R is a programming language that is widely used by data scientists, and developers seeking a more powerful tool to work with data. While data scientists use R to write programs, their work product is rarely the program itself. Instead, they produce reports or presentations from the results generated by their R program to help influence or drive business decisions.
R Tools for Visual Studio (RTVS), currently available as a Public Preview release, is a new tool from Microsoft for creating R programs using Visual Studio. RTVS is free, and Open Sourced under the MIT license.
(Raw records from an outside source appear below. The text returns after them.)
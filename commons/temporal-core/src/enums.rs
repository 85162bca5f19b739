// Copyright © 2024 Stephan Kunz

//! Core enums of `temporal`
//!

// region:		--- modules
use crate::error::{Result, TemporalError};
use std::fmt::Display;
// endregion:	--- modules

// region:		--- TimerState
/// The states a temporal variable can take
#[derive(Debug, Clone, Copy, Default, Eq, PartialEq, Hash)]
pub enum TimerState {
	/// Time is not counted
	Stopped,
	/// Time is counted
	#[default]
	Running,
}

impl TryFrom<&str> for TimerState {
	type Error = Box<dyn std::error::Error + Send + Sync + 'static>;

	fn try_from(value: &str) -> Result<Self> {
		let v = value.to_lowercase();
		match v.as_str() {
			"stopped" => Ok(Self::Stopped),
			"running" => Ok(Self::Running),
			_ => Err(TemporalError::TimerState(value.to_string()).into()),
		}
	}
}

impl Display for TimerState {
	fn fmt(&self, f: &mut std::fmt::Formatter<'_>) -> std::fmt::Result {
		match self {
			Self::Stopped => write!(f, "Stopped"),
			Self::Running => write!(f, "Running"),
		}
	}
}
// endregion:	--- TimerState

#[cfg(test)]
mod tests {
	use super::*;

	// check, that the auto traits are available
	const fn is_normal<T: Sized + Send + Sync + Unpin>() {}

	#[test]
	const fn normal_types() {
		is_normal::<TimerState>();
	}

	#[test]
	fn default_is_running() {
		assert_eq!(TimerState::default(), TimerState::Running);
	}

	#[test]
	fn parse_and_display() -> Result<()> {
		assert_eq!(TimerState::try_from("Stopped")?, TimerState::Stopped);
		assert_eq!(TimerState::try_from("RUNNING")?, TimerState::Running);
		assert!(TimerState::try_from("paused").is_err());
		for state in [TimerState::Stopped, TimerState::Running] {
			assert_eq!(TimerState::try_from(state.to_string().as_str())?, state);
		}
		Ok(())
	}
}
It can be downloaded by following the instructions here, and you can read our documentation here.
If you prefer videos, here is a walkthrough of some of the top features of RTVS:
A Quick Tour of R
R is a strong, dynamically typed, interpreted language that draws a lot of inspiration from other languages. It is a functional language that heavily draws from Scheme and S. It is beyond the scope of this blog post to discuss the semantics of the language, but I strongly encourage you to read these two freely available online books for a deep introduction to the language:
The remainder of this blog post is a quick tour of R, its libraries, and RTVS with the goal of inspiring you to learn more about the language, its libraries, and how it can be a useful addition to your toolbox for analyzing data.
The quickest way to get started with R is through its Read-Eval-Print Loop (REPL), which lets you send commands interactively to the R interpreter. In RTVS, we surface the R REPL through the R Interactive Window.
As you can see, you can type 3 + 4 and have the result immediately computed by R; no compilation step necessary:
3 + 4
[1] 7
R’s strength is working with data. Therefore, it’s not surprising that the most heavily used data structure in R is the R dataframe, which is a convenient way of working with tabular datasets. There are many ways of getting data into an R dataframe, but perhaps the easiest is to read it from a URI. Below, you’re reading a CSV file containing data about locations of airports in the United States from Github:
usa_airports <- read.csv("https://raw.githubusercontent.com/jflam/VSBlogPost/master/usa_airports.dat", stringsAsFactors = TRUE)
In R, you assign variables using the <-
operator, and you invoke functions using parenthesis. So in the code above, you’re invoking theread.csv()
R library function, passing in the URI to the CSV file.
You can get help on any R library function by using the ?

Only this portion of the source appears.